Changing age for Medicare could save $113 billion but leave seniors to fend for themself
Chen Wang, Deseret News
Changing the eligibility age for Medicare from 65 to 67 could save Americans $113 billion over 10 years, but some say there are better ways to cut costs, according to a Bloomberg article.
In addition to saving money, moving the age would encourage Americans to retire later. It would, however, create some difficulties for 65 to 66 year olds and their employers.
“The greater ambition is a humane, effective and efficient health-care system — public and private, subsidized and not. Any changes to Medicare should endeavor to bring the U.S. closer to this goal,” the writers of the editorial board said in the article.
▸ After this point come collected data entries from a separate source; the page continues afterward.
//! Logging, metrics export and optional trace export for ospfip-dns.
//!
//! `RUST_LOG` overrides the configured log level when set.

#[cfg(feature = "prometheus")]
use std::net::SocketAddr;
use tracing::info;
use tracing_subscriber::layer::SubscriberExt;
use tracing_subscriber::util::SubscriberInitExt;
use tracing_subscriber::EnvFilter;

use crate::config::TelemetryConfig;

#[cfg(feature = "otel")]
use std::sync::OnceLock;
#[cfg(feature = "otel")]
static TRACER_PROVIDER: OnceLock<opentelemetry_sdk::trace::SdkTracerProvider> = OnceLock::new();

type BoxError = Box<dyn std::error::Error + Send + Sync>;

/// Install the tracing subscriber and start configured exporters.
pub fn init(config: &TelemetryConfig) -> Result<(), BoxError> {
    let filter = env_filter(&config.log_level);

    #[cfg(feature = "otel")]
    let otel_layer = match config.opentelemetry {
        Some(ref otel_config) => Some(otel_layer(otel_config)?),
        None => None,
    };
    #[cfg(not(feature = "otel"))]
    let otel_layer: Option<tracing_subscriber::layer::Identity> = None;

    tracing_subscriber::registry()
        .with(filter)
        .with(tracing_subscriber::fmt::layer())
        .with(otel_layer)
        .try_init()?;

    #[cfg(feature = "prometheus")]
    if let Some(addr) = config.prometheus_addr {
        start_prometheus_exporter(addr)?;
    }

    info!(log_level = %config.log_level, "telemetry initialized");
    Ok(())
}

fn env_filter(log_level: &str) -> EnvFilter {
    EnvFilter::try_from_default_env().unwrap_or_else(|_| EnvFilter::new(log_level))
}

#[cfg(feature = "otel")]
fn otel_layer<S>(
    otel_config: &crate::config::OpenTelemetryConfig,
) -> Result<tracing_opentelemetry::OpenTelemetryLayer<S, opentelemetry_sdk::trace::Tracer>, BoxError>
where
    S: tracing::Subscriber + for<'span> tracing_subscriber::registry::LookupSpan<'span>,
{
    use opentelemetry::trace::TracerProvider;
    use opentelemetry::KeyValue;
    use opentelemetry_otlp::WithExportConfig;
    use opentelemetry_semantic_conventions::resource::{SERVICE_NAME, SERVICE_VERSION};

    let exporter = opentelemetry_otlp::SpanExporter::builder()
        .with_tonic()
        .with_endpoint(&otel_config.endpoint)
        .build()?;

    let resource = opentelemetry_sdk::Resource::builder()
        .with_attributes([
            KeyValue::new(SERVICE_NAME, otel_config.service_name.clone()),
            KeyValue::new(SERVICE_VERSION, env!("CARGO_PKG_VERSION")),
        ])
        .build();

    let provider = opentelemetry_sdk::trace::SdkTracerProvider::builder()
        .with_batch_exporter(exporter)
        .with_resource(resource)
        .build();
    let tracer = provider.tracer("ospfip-dns");
    let _ = TRACER_PROVIDER.set(provider);

    info!(endpoint = %otel_config.endpoint, "OpenTelemetry tracing enabled");
    Ok(tracing_opentelemetry::layer().with_tracer(tracer))
}

#[cfg(feature = "prometheus")]
fn start_prometheus_exporter(addr: SocketAddr) -> Result<(), BoxError> {
    metrics_exporter_prometheus::PrometheusBuilder::new()
        .with_http_listener(addr)
        .install()?;
    info!(%addr, "Prometheus metrics exporter started");
    Ok(())
}

/// Flush pending trace exports.
pub fn shutdown() {
    #[cfg(feature = "otel")]
    if let Some(provider) = TRACER_PROVIDER.get() {
        if let Err(e) = provider.shutdown() {
            tracing::warn!("Error shutting down tracer provider: {}", e);
        }
    }
}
Changing would make this group pay for its own health insurance. The cost is typically more expensive than Medicare, making the net effect more expensive for health care.
Rather than changing age eligibility, President Barack Obama proposed Medicare could save by not overpaying hospitals for medical residencies. Raising premiums charged to higher-income beneficiaries could save $28 billion.
If drug makers were required to have Medicaid-level rebates for medicines for those who also qualify for Medicaid, $135 billion could be saved.
There are four other proposals along with changing age eligibility that were most popular in 2012. Combining the two-part insurances and creating a single deductible could place a limit on out-of-pocket costs to users, according to an article with WPS Health Insurance.
Other suggestions include increasing copayments on certain services like home health care, offering premium support options and cutting payments in doctors' reimbursements.